Pathophysiology of premature aging characteristics in Mendelian progeroid disorders

Aging is a physiological process that is in part genetically determined. Some of the signs and symptoms of aging also occur prematurely in Mendelian disorders. Such disorders are excellent sources of information of underlying mechanisms for these components of aging, and studying these may allow detection of pathways that have not yet considered in detail in physiological aging. Here I define the clinical characteristics that constitute aging and propose that at least 40% of aging signs and symptoms should be present before an entity should be tagged as progeroid.
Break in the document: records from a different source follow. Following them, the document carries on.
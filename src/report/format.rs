//! Formatted terminal output.

use crate::app::pipeline::{AbortCause, RunReport, RunState, TypeOutcome};
use crate::data::HealthReport;
use crate::domain::{DatasetDescription, SampleFailure};

/// Failures listed per dataset type before the rest are summarized.
const MAX_FAILURES_SHOWN: usize = 20;
/// Entities listed in a preview before the rest are summarized.
const MAX_ENTITIES_SHOWN: usize = 5;

/// Format the end-of-run summary (one block per dataset type).
pub fn format_run_report(report: &RunReport) -> String {
    let mut out = String::new();
    out.push_str("=== faen-cde - run summary ===\n");
    for outcome in &report.outcomes {
        out.push('\n');
        out.push_str(&format_outcome(outcome));
    }
    out.push_str(&format!("\nExit code: {}\n", report.exit_code()));
    out
}

fn format_outcome(o: &TypeOutcome) -> String {
    let mut out = String::new();
    let status = match &o.abort {
        None => "done".to_string(),
        Some(AbortCause::Failed { stage, error }) => format!("aborted during {}: {error}", stage.label()),
        Some(AbortCause::Declined(cp)) => format!("declined at {cp:?}"),
        Some(AbortCause::Interrupted) => "interrupted".to_string(),
    };
    out.push_str(&format!("[{}] {status}\n", o.dataset_type));
    out.push_str(&format!("  reached:  {:?}\n", o.reached));

    if let Some(name) = &o.dataset_name {
        out.push_str(&format!("  dataset:  {name}"));
        if let Some(id) = &o.dataset_id {
            out.push_str(&format!(" (id {id})"));
        }
        out.push('\n');
    }
    if o.records_fetched > 0 || o.reached > RunState::Authenticated {
        out.push_str(&format!(
            "  records:  fetched={} skipped={} samples={}\n",
            o.records_fetched, o.records_skipped, o.samples
        ));
    }
    if let Some(result) = &o.result {
        out.push_str(&format!(
            "  upload:   attempted={} succeeded={} failed={}\n",
            result.attempted,
            result.succeeded,
            result.failed.len()
        ));
        out.push_str(&format_failures(&result.failed));
    }
    out
}

fn format_failures(failed: &[SampleFailure]) -> String {
    let mut out = String::new();
    for f in failed.iter().take(MAX_FAILURES_SHOWN) {
        let s = &f.sample;
        out.push_str(&format!(
            "    - record {} {} {} @ {}: {}\n",
            s.record_index,
            s.entity_id,
            s.field,
            s.timestamp_utc(),
            f.reason
        ));
    }
    if failed.len() > MAX_FAILURES_SHOWN {
        out.push_str(&format!("    ... and {} more\n", failed.len() - MAX_FAILURES_SHOWN));
    }
    out
}

/// Format a CDE health report.
pub fn format_health(report: &HealthReport) -> String {
    let mut out = String::new();
    let verdict = if report.is_healthy() {
        "healthy"
    } else if report.is_degraded() {
        "degraded (some services unhealthy)"
    } else {
        "unhealthy"
    };
    out.push_str(&format!("CDE API: {verdict} (HTTP {})\n", report.status_code));
    out.push_str(&format!("  status:  {}\n", report.status.as_deref().unwrap_or("unknown")));
    out.push_str(&format!("  version: {}\n", report.version.as_deref().unwrap_or("unknown")));
    for (service, status) in &report.services {
        out.push_str(&format!("  - {service:<16} {status}\n"));
    }
    out
}

/// Short description of a dataset document, printed before it by `preview`.
pub fn format_description_summary(d: &DatasetDescription, records: usize, skipped: usize) -> String {
    let mut out = String::new();
    out.push_str(&format!("=== {} ===\n", d.name));
    out.push_str(&format!("{}\n", d.description));
    out.push_str(&format!(
        "Records: {records} ({skipped} skipped) | entities: {} | timeseries: {}\n",
        d.timeseries.len(),
        d.timeseries_count()
    ));
    out.push_str("Fields:\n");
    for f in &d.fields {
        out.push_str(&format!("  {} {:<20} [{}]\n", f.ordinal, f.field.as_str(), f.spec.unit));
    }

    let shown: Vec<&str> = d
        .timeseries
        .iter()
        .take(MAX_ENTITIES_SHOWN)
        .map(|t| t.entity_id.as_str())
        .collect();
    out.push_str(&format!("Entities: {}", shown.join(", ")));
    if d.timeseries.len() > MAX_ENTITIES_SHOWN {
        out.push_str(&format!(" ... and {} more", d.timeseries.len() - MAX_ENTITIES_SHOWN));
    }
    out.push('\n');
    out
}
//! Sink-assigned identifiers → field names and entities.
//!
//! The sink echoes back field and timeseries identifiers in no guaranteed
//! order. Everything here is keyed by value, never by position in the
//! response, so shuffling the response never changes the result.

use std::collections::{BTreeMap, BTreeSet};

use crate::data::RemoteTimeseries;
use crate::domain::FieldName;
use crate::error::MappingError;

/// A field descriptor as echoed by the sink. Either part may be missing.
#[derive(Debug, Clone, Default, PartialEq, Eq, PartialOrd, Ord)]
pub struct ReturnedField {
    pub field_id: Option<u32>,
    pub name: Option<String>,
}

impl From<&RemoteTimeseries> for ReturnedField {
    fn from(ts: &RemoteTimeseries) -> Self {
        Self {
            field_id: ts.field_id,
            name: ts.field_name.clone(),
        }
    }
}

/// Resolve each expected field name to its sink field id.
///
/// The name at declaration position `i` takes id `i + 1` when the sink
/// returned that id with no name or with the same name. Otherwise the sink
/// descriptor carrying the exact name decides: its id, or the provisional
/// ordinal when it has none. Several matches resolve to the smallest id.
pub fn resolve(returned: &[ReturnedField], expected: &[FieldName]) -> Result<BTreeMap<FieldName, u32>, MappingError> {
    let mut resolved = BTreeMap::new();
    let mut unresolved = Vec::new();

    for (field, ordinal) in expected.iter().zip(1u32..) {
        let name = field.as_str();

        let by_position = returned
            .iter()
            .any(|r| r.field_id == Some(ordinal) && r.name.as_deref().is_none_or(|n| n == name));

        let id = if by_position {
            Some(ordinal)
        } else {
            returned
                .iter()
                .filter(|r| r.name.as_deref() == Some(name))
                .map(|r| r.field_id.unwrap_or(ordinal))
                .min()
        };

        match id {
            Some(id) => {
                resolved.insert(*field, id);
            }
            None => unresolved.push(*field),
        }
    }

    if unresolved.is_empty() {
        Ok(resolved)
    } else {
        Err(MappingError { unresolved })
    }
}

/// `(entity, field) → timeseries id` lookup over the sink's timeseries listing.
#[derive(Debug, Clone, Default, PartialEq, Eq)]
pub struct TimeseriesIndex {
    by_field: BTreeMap<(String, FieldName), String>,
    /// Timeseries whose field could not be told, per device.
    unassigned: BTreeMap<String, BTreeSet<String>>,
    ignored: usize,
}

impl TimeseriesIndex {
    pub fn build(remote: &[RemoteTimeseries], field_ids: &BTreeMap<FieldName, u32>) -> Self {
        let mut index = Self::default();

        for ts in remote {
            let (Some(id), Some(device)) = (&ts.id, &ts.device_id) else {
                index.ignored += 1;
                continue;
            };

            let field = ts
                .field_name
                .as_deref()
                .and_then(FieldName::from_name)
                .filter(|f| field_ids.contains_key(f))
                .or_else(|| {
                    let wanted = ts.field_id?;
                    field_ids.iter().find(|(_, v)| **v == wanted).map(|(f, _)| *f)
                });

            match field {
                Some(field) => {
                    let slot = index
                        .by_field
                        .entry((device.clone(), field))
                        .or_insert_with(|| id.clone());
                    if *id < *slot {
                        *slot = id.clone();
                    }
                }
                None => {
                    index.unassigned.entry(device.clone()).or_default().insert(id.clone());
                }
            }
        }
        index
    }

    /// Timeseries id for one sample's entity and field.
    ///
    /// Falls back to the entity's only field-less timeseries when the sink
    /// did not say which field it belongs to.
    pub fn lookup(&self, entity_id: &str, field: FieldName) -> Option<&str> {
        if let Some(id) = self.by_field.get(&(entity_id.to_string(), field)) {
            return Some(id.as_str());
        }
        match self.unassigned.get(entity_id) {
            Some(ids) if ids.len() == 1 => ids.iter().next().map(String::as_str),
            _ => None,
        }
    }

    pub fn len(&self) -> usize {
        self.by_field.len() + self.unassigned.values().map(BTreeSet::len).sum::<usize>()
    }

    pub fn is_empty(&self) -> bool {
        self.len() == 0
    }

    /// Listed timeseries without an id or device.
    pub fn ignored(&self) -> usize {
        self.ignored
    }
}

#[cfg(test)]
mod tests {
    use super::*;

    const GW: [FieldName; 3] = [
        FieldName::GeneratedEnergy,
        FieldName::OutdoorTemperature,
        FieldName::HumidityLevel,
    ];

    fn returned(id: Option<u32>, name: Option<&str>) -> ReturnedField {
        ReturnedField {
            field_id: id,
            name: name.map(str::to_string),
        }
    }

    fn remote(id: &str, device: &str, field_id: Option<u32>, name: Option<&str>) -> RemoteTimeseries {
        RemoteTimeseries {
            id: Some(id.to_string()),
            field_id,
            field_name: name.map(str::to_string),
            device_id: Some(device.to_string()),
        }
    }

    /// Every ordering of `items` (small inputs only).
    fn permutations<T: Clone>(items: &[T]) -> Vec<Vec<T>> {
        if items.len() <= 1 {
            return vec![items.to_vec()];
        }
        let mut out = Vec::new();
        for i in 0..items.len() {
            let mut rest = items.to_vec();
            let head = rest.remove(i);
            for mut tail in permutations(&rest) {
                tail.insert(0, head.clone());
                out.push(tail);
            }
        }
        out
    }

    #[test]
    fn positional_ids_resolve_in_declaration_order() {
        let r = vec![
            returned(Some(1), Some("generatedEnergy")),
            returned(Some(2), None),
            returned(Some(3), Some("humidityLevel")),
        ];
        let ids = resolve(&r, &GW).unwrap();
        assert_eq!(ids[&FieldName::GeneratedEnergy], 1);
        assert_eq!(ids[&FieldName::OutdoorTemperature], 2);
        assert_eq!(ids[&FieldName::HumidityLevel], 3);
    }

    #[test]
    fn resolution_is_independent_of_response_order() {
        let r = vec![
            returned(Some(11), Some("outdoorTemperature")),
            returned(Some(1), Some("generatedEnergy")),
            returned(Some(7), Some("humidityLevel")),
            returned(Some(9), Some("outdoorTemperature")),
        ];
        let expected = resolve(&r, &GW).unwrap();
        assert_eq!(expected[&FieldName::OutdoorTemperature], 9);
        for perm in permutations(&r) {
            assert_eq!(resolve(&perm, &GW).unwrap(), expected);
        }
    }

    #[test]
    fn name_fallback_uses_ordinal_when_sink_omits_ids() {
        let r = vec![returned(None, Some("humidityLevel")), returned(Some(1), None)];
        let ids = resolve(&r, &GW[..1]).unwrap();
        assert_eq!(ids[&FieldName::GeneratedEnergy], 1);

        let ids = resolve(&r, &[FieldName::GeneratedEnergy, FieldName::HumidityLevel]).unwrap();
        assert_eq!(ids[&FieldName::HumidityLevel], 2);
    }

    #[test]
    fn position_with_a_different_name_does_not_count() {
        let r = vec![returned(Some(1), Some("humidityLevel"))];
        let err = resolve(&r, &[FieldName::GeneratedEnergy]).unwrap_err();
        assert_eq!(err.unresolved, vec![FieldName::GeneratedEnergy]);
    }

    #[test]
    fn fails_iff_a_name_is_missing_from_both_lookups() {
        let r = vec![returned(Some(1), Some("generatedEnergy")), returned(Some(5), Some("humidityLevel"))];
        let err = resolve(&r, &GW).unwrap_err();
        assert_eq!(err.unresolved, vec![FieldName::OutdoorTemperature]);

        assert_eq!(resolve(&[], &GW).unwrap_err().unresolved, GW.to_vec());
        assert!(resolve(&[], &[]).unwrap().is_empty());
    }

    #[test]
    fn timeseries_index_keys_by_entity_and_field() {
        let ids = BTreeMap::from([(FieldName::OutdoorTemperature, 2), (FieldName::HumidityLevel, 3)]);
        let listing = vec![
            remote("ts-b", "weather-C447A", Some(3), None),
            remote("ts-a", "weather-C447A", None, Some("outdoorTemperature")),
            remote("ts-z", "weather-C447A", Some(2), None),
        ];

        for perm in permutations(&listing) {
            let index = TimeseriesIndex::build(&perm, &ids);
            assert_eq!(index.lookup("weather-C447A", FieldName::OutdoorTemperature), Some("ts-a"));
            assert_eq!(index.lookup("weather-C447A", FieldName::HumidityLevel), Some("ts-b"));
            assert_eq!(index.lookup("weather-OTHER", FieldName::HumidityLevel), None);
        }
    }

    #[test]
    fn field_less_timeseries_serves_its_only_entity() {
        let ids = BTreeMap::from([(FieldName::ConsumedEnergy, 1)]);
        let mut listing = vec![remote("ts-1", "u1", None, None)];
        listing.push(RemoteTimeseries {
            id: None,
            ..remote("ignored", "u2", Some(1), None)
        });

        let index = TimeseriesIndex::build(&listing, &ids);
        assert_eq!(index.lookup("u1", FieldName::ConsumedEnergy), Some("ts-1"));
        assert_eq!(index.lookup("u2", FieldName::ConsumedEnergy), None);
        assert_eq!(index.ignored(), 1);
        assert_eq!(index.len(), 1);
    }
}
A literature search using these characteristics yields 17 entities that fulfill this definition: Hutchinson-Gilford progeria, mandibulo-acral dysplasia, Nestor-Guillermo progeria, Werner syndrome, Cockayne syndrome, cutis laxa progeroid, Penttinen progeroid syndrome, Mandibular underdevelopment, Deafness, Progeroid features, Lipodystrophy, Fontaine progeroid syndrome, SHORT syndrome, Wiedemann-Rautenstrauch syndrome, Mulvihill-Smith syndrome, dyskeratosis congenita, Marfan syndrome lipodystrophy type, Warburg-Cinotti syndrome, Lessel syndrome and Bloom syndrome. The presenting and main characteristics of these entities are indicated briefly. Their pathophysiology is not complete pathophysiology is reviewed but only the pathophysiology of the premature aging characteristics of this series of entities is compared to the known mechanisms (“Hallmarks”) of physiological aging as summarized in the review paper by Lopez-Otin and colleagues. Although many causative genes have not been studied fully for all known aging mechanisms the comparison demonstrates that additional mechanisms must play a role to explain the aging characteristic in some of the progeroid entities of the progeroid entities, and possibly also in physiological aging.